> [YOUR TASK] Your task is to find every line of the data that holds the string "chord" and copy it.
==== LISTED RECORDS
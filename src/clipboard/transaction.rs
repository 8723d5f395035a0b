//! Capture and inject through the clipboard
//!
//! Both operations borrow the user's clipboard: the current text is
//! snapshotted first and put back on every exit path. Success, an error
//! anywhere in between, or the future being dropped mid-flight all end with
//! the snapshot restored.

use super::{ClipboardBackend, ClipboardSnapshot};
use crate::config::TimingConfig;
use crate::error::{ClipboardError, TextfixError};
use crate::input::InputSimulator;
use std::sync::Arc;

/// Clipboard-mediated selection capture and text injection
pub struct ClipboardTransaction {
    clipboard: Arc<dyn ClipboardBackend>,
    input: Arc<dyn InputSimulator>,
    timing: TimingConfig,
}

impl ClipboardTransaction {
    pub fn new(
        clipboard: Arc<dyn ClipboardBackend>,
        input: Arc<dyn InputSimulator>,
        timing: TimingConfig,
    ) -> Self {
        Self {
            clipboard,
            input,
            timing,
        }
    }

    /// Copy the focused application's selection and return it
    ///
    /// An empty clipboard after the settle wait means nothing was selected
    /// and yields an empty string.
    pub async fn capture_selection(&self) -> Result<String, TextfixError> {
        // Shortcut modifiers still held would merge into the copy chord
        tokio::time::sleep(self.timing.release_wait()).await;

        let guard = RestoreGuard::take(self.clipboard.clone()).await?;
        let result = self.copy_selection().await;
        let text = finish(guard, result).await?;
        tracing::debug!("Captured selection ({} chars)", text.chars().count());
        Ok(text)
    }

    async fn copy_selection(&self) -> Result<String, TextfixError> {
        // Clear first so a failed copy cannot return stale clipboard text
        self.clipboard.clear().await?;
        self.input.simulate_copy().await?;
        tokio::time::sleep(self.timing.capture_settle()).await;
        Ok(self.clipboard.read_text().await?)
    }

    /// Paste `text` over the focused application's selection
    pub async fn inject(&self, text: &str) -> Result<(), TextfixError> {
        let guard = RestoreGuard::take(self.clipboard.clone()).await?;
        let result = self.paste_text(text).await;
        finish(guard, result).await?;
        tracing::debug!("Injected {} chars", text.chars().count());
        Ok(())
    }

    async fn paste_text(&self, text: &str) -> Result<(), TextfixError> {
        self.clipboard.write_text(text).await?;
        tokio::time::sleep(self.timing.paste_settle()).await;
        self.input.simulate_paste().await?;
        // The target reads the clipboard asynchronously after the chord
        tokio::time::sleep(self.timing.paste_complete()).await;
        Ok(())
    }
}

/// Restore the guard's snapshot and merge the outcome with `result`
///
/// The primary failure wins; a restore failure behind it is only logged.
async fn finish<T>(guard: RestoreGuard, result: Result<T, TextfixError>) -> Result<T, TextfixError> {
    let restored = guard.restore().await;
    match (result, restored) {
        (Ok(value), Ok(())) => Ok(value),
        (Ok(_), Err(e)) => Err(e.into()),
        (Err(e), Ok(())) => Err(e),
        (Err(e), Err(restore_err)) => {
            tracing::warn!("Clipboard restore also failed: {}", restore_err);
            Err(e)
        }
    }
}

/// Owns a snapshot until it is put back
///
/// `restore` is the normal path. If the guard is dropped with the snapshot
/// still held (the transaction future was cancelled), the restore is
/// spawned on the current runtime.
struct RestoreGuard {
    clipboard: Arc<dyn ClipboardBackend>,
    snapshot: Option<ClipboardSnapshot>,
}

impl RestoreGuard {
    async fn take(clipboard: Arc<dyn ClipboardBackend>) -> Result<Self, ClipboardError> {
        let snapshot = ClipboardSnapshot::take(clipboard.as_ref()).await?;
        Ok(Self {
            clipboard,
            snapshot: Some(snapshot),
        })
    }

    async fn restore(mut self) -> Result<(), ClipboardError> {
        match self.snapshot.take() {
            Some(snapshot) => snapshot.restore(self.clipboard.as_ref()).await,
            None => Ok(()),
        }
    }
}

impl Drop for RestoreGuard {
    fn drop(&mut self) {
        let Some(snapshot) = self.snapshot.take() else {
            return;
        };

        match tokio::runtime::Handle::try_current() {
            Ok(handle) => {
                tracing::debug!("Clipboard transaction interrupted, restoring in background");
                let clipboard = self.clipboard.clone();
                handle.spawn(async move {
                    if let Err(e) = snapshot.restore(clipboard.as_ref()).await {
                        tracing::warn!("Failed to restore clipboard: {}", e);
                    }
                });
            }
            Err(_) => {
                tracing::warn!("Clipboard transaction interrupted outside a runtime, clipboard not restored");
            }
        }
    }
}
========
> [WRITTEN SOLUTION]
        // Shortcut modifiers still held would merge into the copy chord
        // The target reads the clipboard asynchronously after the chord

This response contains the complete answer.